The settlement requires several actions. The county will seek a NPDES permit for the facility, invest at least $2.5 million in projects that recycle wastewater in order to reduce reliance on injection wells, and pay a $100,000 fine. The plaintiffs agreed not to pursue additional penalties or legal action as long as the country is making a “good faith effort” to fulfill its obligations.
The flow of pollutants through groundwater and whether those discharges from a point source are covered by the Clean Water Act is the legal territory that is being contested, not only in the Maui case but in at least a half dozen cases that have reached federal district or appeals courts.
In the Maui case, the Ninth Circuit Court of Appeals decided that such hydrological connections do require a pollution permit. The Fourth Circuit made the same determination in a case involving a gasoline spill in South Carolina from a ruptured pipeline. But the Sixth Circuit ruled last year that the statute did not apply to pollutants leaching from a coal ash pond in Kentucky that eventually entered rivers and streams.
If the conduit theory becomes widely established, more facilities that introduce nutrients or chemicals into groundwater that connects to surface waters would require NPDES permits.

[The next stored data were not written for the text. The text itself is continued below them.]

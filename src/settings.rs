#[derive(Debug, Clone)]
pub struct SettingsInteraction {
    /// Node dragging
    pub node_drag: bool,

    /// Clicking a node reports it as the new selection
    pub node_select: bool,

    /// Tooltips for hovered nodes and links
    pub hover: bool,
}

impl Default for SettingsInteraction {
    fn default() -> Self {
        Self {
            node_drag: true,
            node_select: true,
            hover: true,
        }
    }
}

#[derive(Debug, Clone)]
pub struct SettingsNavigation {
    /// Fit graph to the screen on every frame
    pub fit_to_screen: bool,

    /// Zoom and pan
    pub zoom_and_pan: bool,

    /// Padding around the graph when fitting to screen
    pub screen_padding: f32,

    /// Zoom step
    pub zoom_step: f32,
}

impl Default for SettingsNavigation {
    fn default() -> Self {
        Self {
            screen_padding: 0.3,
            zoom_step: 0.1,
            fit_to_screen: false,
            zoom_and_pan: true,
        }
    }
}

#[derive(Debug, Clone)]
pub struct SettingsStyle {
    /// Show every node label, not only hovered and selected ones
    pub labels_always: bool,

    /// Bend of link curves relative to their length
    pub edge_curvature: f32,

    /// Dim links not touching the selected node
    pub edge_deemphasis: bool,
}

impl Default for SettingsStyle {
    fn default() -> Self {
        Self {
            labels_always: false,
            edge_curvature: 0.3,
            edge_deemphasis: true,
        }
    }
}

Coal ash ponds, for instance. Or pipelines. Small utilities sometimes operate sewage lagoons that could be a target under expanded permitting. Permits can also be used as leverage to reduce pollution discharges. For those reasons, industry groups (National Association of Home Builders, Chamber of Commerce, Edison Electric Institute, National Mining Association, American Petroleum Institute) and municipal government groups (National Association of Clean Water Agencies, City of New York, National League of Cities) filed briefs in support of Maui County.

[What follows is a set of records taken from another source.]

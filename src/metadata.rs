use egui::{Id, Pos2, Rect, Ui, Vec2};
use serde::{Deserialize, Serialize};

const KEY_PREFIX: &str = "namaste_map_metadata";

const MIN_ZOOM: f32 = 0.05;
const MAX_ZOOM: f32 = 20.;

/// Navigation state of one graph view, kept in egui memory between frames.
#[derive(Clone, Debug, Serialize, Deserialize)]
pub struct Metadata {
    /// Whether the frame is the first one
    pub first_frame: bool,
    /// Current zoom factor
    pub zoom: f32,
    /// Screen offset of the canvas origin
    pub pan: Vec2,
    /// Node being dragged, by id
    pub dragged: Option<String>,
}

impl Default for Metadata {
    fn default() -> Self {
        Self {
            first_frame: true,
            zoom: 1.,
            pan: Vec2::ZERO,
            dragged: None,
        }
    }
}

impl Metadata {
    pub fn load(ui: &Ui, id: &str) -> Self {
        ui.data_mut(|data| data.get_persisted::<Metadata>(key(id)).unwrap_or_default())
    }

    pub fn save(self, ui: &mut Ui, id: &str) {
        ui.data_mut(|data| data.insert_persisted(key(id), self));
    }

    pub fn canvas_to_screen_pos(&self, pos: Pos2) -> Pos2 {
        (pos.to_vec2() * self.zoom + self.pan).to_pos2()
    }

    pub fn canvas_to_screen_size(&self, size: f32) -> f32 {
        size * self.zoom
    }

    pub fn screen_to_canvas_pos(&self, pos: Pos2) -> Pos2 {
        ((pos.to_vec2() - self.pan) / self.zoom).to_pos2()
    }

    /// Zooms by `factor` keeping the canvas point under `pointer` in place.
    pub fn zoom_at(&mut self, pointer: Pos2, factor: f32) {
        let anchor = self.screen_to_canvas_pos(pointer);
        self.zoom = (self.zoom * factor).clamp(MIN_ZOOM, MAX_ZOOM);
        self.pan = pointer.to_vec2() - anchor.to_vec2() * self.zoom;
    }

    /// Centers `bounds` (canvas) inside `view` (screen) leaving `padding`
    /// as a fraction of the graph size.
    pub fn fit_to_screen(&mut self, bounds: Rect, view: Rect, padding: f32) {
        if !bounds.is_finite() || !view.is_positive() {
            return;
        }
        let size = bounds.size() * (1. + padding);
        let zoom = (view.width() / size.x.max(1.)).min(view.height() / size.y.max(1.));
        if !zoom.is_finite() || zoom <= 0. {
            return;
        }
        self.zoom = zoom.clamp(MIN_ZOOM, MAX_ZOOM);
        self.pan = view.center().to_vec2() - bounds.center().to_vec2() * self.zoom;
    }
}

fn key(id: &str) -> Id {
    Id::new(format!("{KEY_PREFIX}_{id}"))
}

The U.S. Environmental Protection Agency, which sided with Hawaii Wildlife Fund during the Obama administration, changed tack under President Trump. In April, the agency released a guidance document that reversed its earlier, longstanding position. The agency now interprets the Clean Water Act to “exclude all releases of pollutants to groundwater” from water pollution permitting, wrote Matthew Leopold, EPA general counsel, and David Ross, assistant administrator for water. The agency acknowledged that the Ninth Circuit and Fourth Circuit precedents still apply, meaning a NPDES permit for hydrologically connected groundwater is required in those jurisdictions. Because it did not go through the rule-making process, the guidance does not have the force of law.

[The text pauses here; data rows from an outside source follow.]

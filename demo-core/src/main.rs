#[cfg(not(target_arch = "wasm32"))]
fn main() -> eframe::Result {
    use std::sync::Arc;

    use namaste_map::{MappingSource, SourceConfig};
    use namaste_map_app::MappingApp;

    env_logger::init();

    let source: Arc<dyn MappingSource> = Arc::from(SourceConfig::from_env().into_source());
    let native_options = eframe::NativeOptions {
        viewport: egui::ViewportBuilder::default()
            .with_title("NAMASTE mapping explorer")
            .with_inner_size([1280.0, 800.0]),
        ..Default::default()
    };
    eframe::run_native(
        "namaste_map",
        native_options,
        Box::new(|cc| Ok(Box::new(MappingApp::new(cc, source)))),
    )
}

// The web build starts through the namaste-map-web crate.
#[cfg(target_arch = "wasm32")]
fn main() {}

The split in the appeals courts complicates application of the Clean Water Act, according to Holly Doremus, a professor of environmental regulation at UC Berkeley School of Law.
“It’s very uncertain at the moment,” Doremus told Circle of Blue. “It’s probably one reason why the Supreme Court thought the issue worth taking up.”
If they are still keen to address the question, the justices have an alternative at hand, Doreums pointed out. Lawyers for the pipeline company Kinder Morgan, which lost its appeal in the Fourth Circuit, have asked the high court to review their case.
As for Maui, county council members are eager to move forward before the November 6 hearing date. “If nothing else, then to avoid wasting the court’s time conducting a hearing on a moot matter,” David Raatz of the Maui County Office of Council Services told Circle of Blue.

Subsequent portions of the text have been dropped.